Quando observada de um ponto de vista humanitário, a estatística é de tal forma avassaladora, que de imediato mobiliza a compaixão alheia. Quando a tragédia humana é nestes termos difundida, e naquele que é um retorcido reflexo de Pavlov, o mais espontâneo instinto é abrir os cordões à bolsa, na sôfrega tentativa de aliviar o sofrimento destas crianças, e o de tantos outros nossos semelhantes, cujas vidas se pautam por outros flagelos como a miséria ou a fome. Até mesmo no mais insensível dos mortais, estatísticas como estas despoletam uma filantropia que, porventura, nos é desde sempre intrínseca.

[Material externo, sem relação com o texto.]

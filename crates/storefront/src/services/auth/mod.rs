//! Customer authentication service.
//!
//! Provides password and `WebAuthn` passkey authentication for shop customers.

mod error;

pub use error::AuthError;

use argon2::{
    Argon2,
    password_hash::{PasswordHash, PasswordHasher, PasswordVerifier, SaltString, rand_core::OsRng},
};
use sqlx::PgPool;
use tracing::instrument;
use webauthn_rs::prelude::*;

use jouwwinkel_core::models::Customer;
use jouwwinkel_core::{CredentialId, CustomerId, Email};

use crate::db::{CredentialRepository, CustomerRepository, RepositoryError};
use crate::models::CustomerCredential;

/// Minimum password length.
pub const MIN_PASSWORD_LENGTH: usize = 8;

/// Longest accepted password; bounds the hashing work per request.
const MAX_PASSWORD_LENGTH: usize = 128;

/// Longest accepted customer name.
const MAX_NAME_LENGTH: usize = 120;

/// Authentication service.
///
/// Handles customer registration, login, and `WebAuthn` passkey management.
pub struct AuthService<'a> {
    customers: CustomerRepository<'a>,
    credentials: CredentialRepository<'a>,
    webauthn: &'a Webauthn,
}

impl<'a> AuthService<'a> {
    /// Create a new authentication service.
    #[must_use]
    pub const fn new(pool: &'a PgPool, webauthn: &'a Webauthn) -> Self {
        Self {
            customers: CustomerRepository::new(pool),
            credentials: CredentialRepository::new(pool),
            webauthn,
        }
    }

    // =========================================================================
    // Password Authentication
    // =========================================================================

    /// Register a new customer with email and password.
    ///
    /// # Errors
    ///
    /// Returns `AuthError::InvalidEmail` if the email format is invalid.
    /// Returns `AuthError::InvalidName` if the name is blank or too long.
    /// Returns `AuthError::WeakPassword` if the password doesn't meet requirements.
    /// Returns `AuthError::CustomerAlreadyExists` if the email is already registered.
    #[instrument(skip(self, password))]
    pub async fn register_with_password(
        &self,
        email: &str,
        full_name: &str,
        password: &str,
    ) -> Result<Customer, AuthError> {
        let email = Email::parse(email)?;
        let full_name = validate_name(full_name)?;
        validate_password(password)?;

        let password_hash = hash_password(password)?;

        self.customers
            .create_with_password(&email, full_name, &password_hash)
            .await
            .map_err(|e| match e {
                RepositoryError::Conflict(_) => AuthError::CustomerAlreadyExists,
                other => AuthError::Repository(other),
            })
    }

    /// Login with email and password.
    ///
    /// # Errors
    ///
    /// Returns `AuthError::InvalidCredentials` if the email/password is wrong.
    #[instrument(skip(self, password))]
    pub async fn login_with_password(
        &self,
        email: &str,
        password: &str,
    ) -> Result<Customer, AuthError> {
        let email = Email::parse(email)?;

        let (customer, password_hash) = self
            .customers
            .get_password_hash(&email)
            .await?
            .ok_or(AuthError::InvalidCredentials)?;

        verify_password(password, &password_hash)?;

        Ok(customer)
    }

    // =========================================================================
    // WebAuthn Registration
    // =========================================================================

    /// Start passkey registration for a signed-in customer.
    ///
    /// Returns the challenge to send to the client and the registration state
    /// to store in the session.
    ///
    /// # Errors
    ///
    /// Returns `AuthError::WebAuthn` if the challenge cannot be generated.
    pub async fn start_passkey_registration(
        &self,
        customer_id: CustomerId,
        email: &Email,
        display_name: &str,
    ) -> Result<(CreationChallengeResponse, PasskeyRegistration), AuthError> {
        let existing = self.credentials.list_for_customer(customer_id).await?;
        let exclude_credentials: Vec<CredentialID> = existing
            .iter()
            .map(|c| CredentialID::from(c.webauthn_id.clone()))
            .collect();

        let (challenge, reg_state) = self.webauthn.start_passkey_registration(
            webauthn_user_id(customer_id),
            email.as_str(),
            display_name,
            Some(exclude_credentials),
        )?;

        Ok((challenge, reg_state))
    }

    /// Finish passkey registration and store the new passkey.
    ///
    /// # Errors
    ///
    /// Returns `AuthError::WebAuthn` if validation fails.
    /// Returns `AuthError::Repository` if the passkey cannot be saved.
    pub async fn finish_passkey_registration(
        &self,
        customer_id: CustomerId,
        state: &PasskeyRegistration,
        response: &RegisterPublicKeyCredential,
        name: &str,
    ) -> Result<CustomerCredential, AuthError> {
        let passkey = self.webauthn.finish_passkey_registration(response, state)?;
        let name = match name.trim() {
            "" => "Passkey",
            trimmed => trimmed,
        };
        let credential = self.credentials.create(customer_id, &passkey, name).await?;
        Ok(credential)
    }

    // =========================================================================
    // WebAuthn Authentication
    // =========================================================================

    /// Start passkey authentication for the account with this email.
    ///
    /// Returns the challenge, the state to keep in the session, and the
    /// customer the challenge was issued for.
    ///
    /// # Errors
    ///
    /// Returns `AuthError::CustomerNotFound` if the customer doesn't exist.
    /// Returns `AuthError::NoCredentials` if the customer has no passkeys.
    /// Returns `AuthError::WebAuthn` if the challenge cannot be generated.
    pub async fn start_passkey_authentication(
        &self,
        email: &str,
    ) -> Result<(RequestChallengeResponse, PasskeyAuthentication, CustomerId), AuthError> {
        let email = Email::parse(email)?;
        let customer = self
            .customers
            .get_by_email(&email)
            .await?
            .ok_or(AuthError::CustomerNotFound)?;

        let credentials = self.credentials.list_for_customer(customer.id).await?;
        if credentials.is_empty() {
            return Err(AuthError::NoCredentials);
        }

        let passkeys: Vec<Passkey> = credentials.iter().map(|c| c.passkey.clone()).collect();
        let (challenge, auth_state) = self.webauthn.start_passkey_authentication(&passkeys)?;

        Ok((challenge, auth_state, customer.id))
    }

    /// Finish passkey authentication.
    ///
    /// # Errors
    ///
    /// Returns `AuthError::WebAuthn` if validation fails.
    /// Returns `AuthError::CredentialNotFound` if the passkey isn't the customer's.
    pub async fn finish_passkey_authentication(
        &self,
        state: &PasskeyAuthentication,
        response: &PublicKeyCredential,
        customer_id: CustomerId,
    ) -> Result<Customer, AuthError> {
        let auth_result = self
            .webauthn
            .finish_passkey_authentication(response, state)?;

        let mut credential = self
            .credentials
            .by_webauthn_id(auth_result.cred_id().as_ref())
            .await?
            .filter(|c| c.customer_id == customer_id)
            .ok_or(AuthError::CredentialNotFound)?;

        // Counter and backup state change on most sign-ins
        credential.passkey.update_credential(&auth_result);
        self.credentials
            .record_use(credential.id, &credential.passkey)
            .await?;

        self.customers
            .get_by_id(customer_id)
            .await?
            .ok_or(AuthError::CustomerNotFound)
    }

    // =========================================================================
    // Credential Management
    // =========================================================================

    /// All passkeys of a customer.
    ///
    /// # Errors
    ///
    /// Returns `AuthError::Repository` if the database operation fails.
    pub async fn get_credentials(
        &self,
        customer_id: CustomerId,
    ) -> Result<Vec<CustomerCredential>, AuthError> {
        let credentials = self.credentials.list_for_customer(customer_id).await?;
        Ok(credentials)
    }

    /// Delete one of the customer's passkeys.
    ///
    /// # Errors
    ///
    /// Returns `AuthError::CredentialNotFound` if the customer has no such passkey.
    pub async fn delete_credential(
        &self,
        customer_id: CustomerId,
        credential_id: CredentialId,
    ) -> Result<(), AuthError> {
        self.credentials
            .delete(credential_id, customer_id)
            .await
            .map_err(|e| match e {
                RepositoryError::NotFound => AuthError::CredentialNotFound,
                other => AuthError::Repository(other),
            })
    }
}

/// Stable `WebAuthn` user handle for a customer.
///
/// Derived from the numeric ID so the same account always presents the same
/// handle to the authenticator.
fn webauthn_user_id(customer_id: CustomerId) -> Uuid {
    const PREFIX: u128 = 0x4a57_0000_0000_8000_8000_0000_0000_0000;
    Uuid::from_u128(PREFIX | u128::from(customer_id.as_i32().unsigned_abs()))
}

fn validate_name(name: &str) -> Result<&str, AuthError> {
    let name = name.trim();
    if name.is_empty() {
        return Err(AuthError::InvalidName("Please enter your name".to_owned()));
    }
    if name.chars().count() > MAX_NAME_LENGTH {
        return Err(AuthError::InvalidName(format!(
            "Name must be at most {MAX_NAME_LENGTH} characters"
        )));
    }
    Ok(name)
}

/// Validate password meets requirements.
fn validate_password(password: &str) -> Result<(), AuthError> {
    if password.chars().count() < MIN_PASSWORD_LENGTH {
        return Err(AuthError::WeakPassword(format!(
            "Password must be at least {MIN_PASSWORD_LENGTH} characters"
        )));
    }
    if password.len() > MAX_PASSWORD_LENGTH {
        return Err(AuthError::WeakPassword(format!(
            "Password must be at most {MAX_PASSWORD_LENGTH} characters"
        )));
    }
    Ok(())
}

/// Hash a password using Argon2id.
fn hash_password(password: &str) -> Result<String, AuthError> {
    let salt = SaltString::generate(&mut OsRng);
    Argon2::default()
        .hash_password(password.as_bytes(), &salt)
        .map(|hash| hash.to_string())
        .map_err(|_| AuthError::PasswordHash)
}

/// Verify a password against a hash.
fn verify_password(password: &str, hash: &str) -> Result<(), AuthError> {
    let parsed_hash = PasswordHash::new(hash).map_err(|_| AuthError::InvalidCredentials)?;
    Argon2::default()
        .verify_password(password.as_bytes(), &parsed_hash)
        .map_err(|_| AuthError::InvalidCredentials)
}

#[cfg(test)]
#[allow(clippy::unwrap_used)]
mod tests {
    use super::*;

    #[test]
    fn test_password_length_rules() {
        assert!(matches!(
            validate_password("short"),
            Err(AuthError::WeakPassword(_))
        ));
        assert!(validate_password("long enough").is_ok());
        assert!(validate_password(&"x".repeat(MAX_PASSWORD_LENGTH + 1)).is_err());
    }

    #[test]
    fn test_hash_then_verify() {
        let hash = hash_password("correct horse").unwrap();
        assert!(hash.starts_with("$argon2id$"));
        assert!(verify_password("correct horse", &hash).is_ok());
        assert!(matches!(
            verify_password("wrong horse", &hash),
            Err(AuthError::InvalidCredentials)
        ));
    }

    #[test]
    fn test_verify_rejects_garbage_hash() {
        assert!(matches!(
            verify_password("anything", "not-a-hash"),
            Err(AuthError::InvalidCredentials)
        ));
    }

    #[test]
    fn test_validate_name() {
        assert_eq!(validate_name("  Sanne de Vries ").unwrap(), "Sanne de Vries");
        assert!(validate_name("   ").is_err());
        assert!(validate_name(&"a".repeat(MAX_NAME_LENGTH + 1)).is_err());
    }

    #[test]
    fn test_webauthn_user_id_is_stable() {
        let a = webauthn_user_id(CustomerId::new(42));
        let b = webauthn_user_id(CustomerId::new(42));
        let c = webauthn_user_id(CustomerId::new(43));
        assert_eq!(a, b);
        assert_ne!(a, c);
    }

    #[test]
    fn test_user_message_hides_internals() {
        let err = AuthError::Repository(RepositoryError::NotFound);
        assert!(!err.user_message().contains("not found"));
        assert_eq!(
            AuthError::CustomerNotFound.user_message(),
            AuthError::InvalidCredentials.user_message()
        );
    }
}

Ser solidário é um estatuto carimbado de obrigatoriedade, particularmente numa altura em que o Natal ainda está reminiscente. A época festiva é uma combustão para a multiplicação dos pedidos de ajuda, urgem à solidariedade as instituições, apoiadas por celebridades, políticos; entra em acção a responsabilidade social nas organizações. Nas costas de tamanha mobilização, são angariados fundos na ordem dos milhões para erradicar, ou simplesmente diminuir a pobreza, aquela que é a origem primária dos grandes malefícios dos países sub-desenvolvidos.

eG5teDBrMTI=_o_esther-duflo-5-leons-pour-lutter-contre-la-pauvretEsther Duflo questiona: os esforços monetários de quem é solidário têm verdadeiro impacto nos receptores da bem-feitoria? Para Duflo, economista de nacionalidade francesa, a resposta é ambígua, e deve ser subvertida para o campo científico. A vencedora da Medalha John Bates Clark – distinção da American Economic Association – acredita que a racionalização impera sobre a reacção emocional.

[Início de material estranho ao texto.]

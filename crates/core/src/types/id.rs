//! Typed row identifiers.
//!
//! Every table in the `shop` and `admin` schemas uses a `SERIAL` primary
//! key. Wrapping each one in its own newtype keeps a `ProductId` from being
//! passed where a `VariantId` is expected.

/// Macro to define a type-safe ID wrapper.
///
/// Creates a newtype wrapper around `i32` with:
/// - `Serialize`/`Deserialize` with `#[serde(transparent)]`
/// - `Debug`, `Clone`, `Copy`, `PartialEq`, `Eq`, `Hash`
/// - Conversion methods: `new()`, `as_i32()`
/// - `From<i32>` and `Into<i32>` implementations
/// - `sqlx` `Type`, `Encode`, and `Decode` implementations (with `postgres` feature)
///
/// # Example
///
/// ```rust
/// # use jouwwinkel_core::define_id;
/// define_id!(BasketId);
/// define_id!(ParcelId);
///
/// let basket = BasketId::new(7);
/// assert_eq!(basket.as_i32(), 7);
/// assert_eq!(ParcelId::from(3).to_string(), "3");
///
/// // Different types, so this won't compile:
/// // let _: BasketId = ParcelId::new(1);
/// ```
#[macro_export]
macro_rules! define_id {
    ($name:ident) => {
        #[derive(
            Debug,
            Clone,
            Copy,
            PartialEq,
            Eq,
            Hash,
            ::serde::Serialize,
            ::serde::Deserialize
        )]
        #[serde(transparent)]
        pub struct $name(i32);

        impl $name {
            /// Create a new ID from an i32 value.
            #[must_use]
            pub const fn new(id: i32) -> Self {
                Self(id)
            }

            /// Get the underlying i32 value.
            #[must_use]
            pub const fn as_i32(&self) -> i32 {
                self.0
            }
        }

        impl ::core::fmt::Display for $name {
            fn fmt(&self, f: &mut ::core::fmt::Formatter<'_>) -> ::core::fmt::Result {
                write!(f, "{}", self.0)
            }
        }

        impl From<i32> for $name {
            fn from(id: i32) -> Self {
                Self(id)
            }
        }

        impl From<$name> for i32 {
            fn from(id: $name) -> Self {
                id.0
            }
        }

        #[cfg(feature = "postgres")]
        impl ::sqlx::Type<::sqlx::Postgres> for $name {
            fn type_info() -> ::sqlx::postgres::PgTypeInfo {
                <i32 as ::sqlx::Type<::sqlx::Postgres>>::type_info()
            }

            fn compatible(ty: &::sqlx::postgres::PgTypeInfo) -> bool {
                <i32 as ::sqlx::Type<::sqlx::Postgres>>::compatible(ty)
            }
        }

        #[cfg(feature = "postgres")]
        impl<'r> ::sqlx::Decode<'r, ::sqlx::Postgres> for $name {
            fn decode(
                value: ::sqlx::postgres::PgValueRef<'r>,
            ) -> ::core::result::Result<Self, ::sqlx::error::BoxDynError> {
                let id = <i32 as ::sqlx::Decode<::sqlx::Postgres>>::decode(value)?;
                Ok(Self(id))
            }
        }

        #[cfg(feature = "postgres")]
        impl ::sqlx::Encode<'_, ::sqlx::Postgres> for $name {
            fn encode_by_ref(
                &self,
                buf: &mut ::sqlx::postgres::PgArgumentBuffer,
            ) -> ::std::result::Result<::sqlx::encode::IsNull, ::sqlx::error::BoxDynError> {
                <i32 as ::sqlx::Encode<::sqlx::Postgres>>::encode_by_ref(&self.0, buf)
            }
        }
    };
}

// Storefront customers
define_id!(CustomerId);
define_id!(CredentialId);

// Catalog
define_id!(CategoryId);
define_id!(ProductId);
define_id!(VariantOptionId);
define_id!(VariantId);
define_id!(ComboId);

// Orders and promotions
define_id!(CouponId);
define_id!(OrderId);
define_id!(OrderLineId);
define_id!(ShippingPartnerId);
define_id!(ReviewId);

// Back-office
define_id!(AdminUserId);

#[cfg(test)]
mod tests {
    use super::*;

    #[test]
    fn test_ids_parse_from_path_segments() {
        let id: ProductId = serde_json::from_str("42").unwrap_or(ProductId::new(0));
        assert_eq!(id, ProductId::new(42));
    }

    #[test]
    fn test_id_display_and_conversion() {
        let id = OrderId::from(17);
        assert_eq!(id.to_string(), "17");
        assert_eq!(i32::from(id), 17);
    }
}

Naquela que foi uma opção de carreira altruísta, Duflo dedicou-se ao estudo científico da pobreza; de onde surge e como eliminá-la. Fá-lo bem para lá da folha de Excel, procurando respostas nos locais onde o flagelo prolifera, diligenciando compreender por que motivo falham os processos actualmente postos em prática. Com base nos seus estudos, a conclusão é a de que o problema da pobreza não foi ainda erradicado graças ao preconceito político sobre o que é, de onde surge, e quem aflige; aquilo a que a economista apelida de “triplo i: ideologia, ignorância e inércia”. Desconstruindo, quer a afirmação significar que a política das ideias desemboca e promove desconhecimento acerca da população flagelada pela pobreza. Gerada a ideia pré-concebida, o sistema mantém-se inerte, mantendo-se irredutível quanto à perspectiva com que opta por interpretar a realidade. O sistema mantém-se bem oleado.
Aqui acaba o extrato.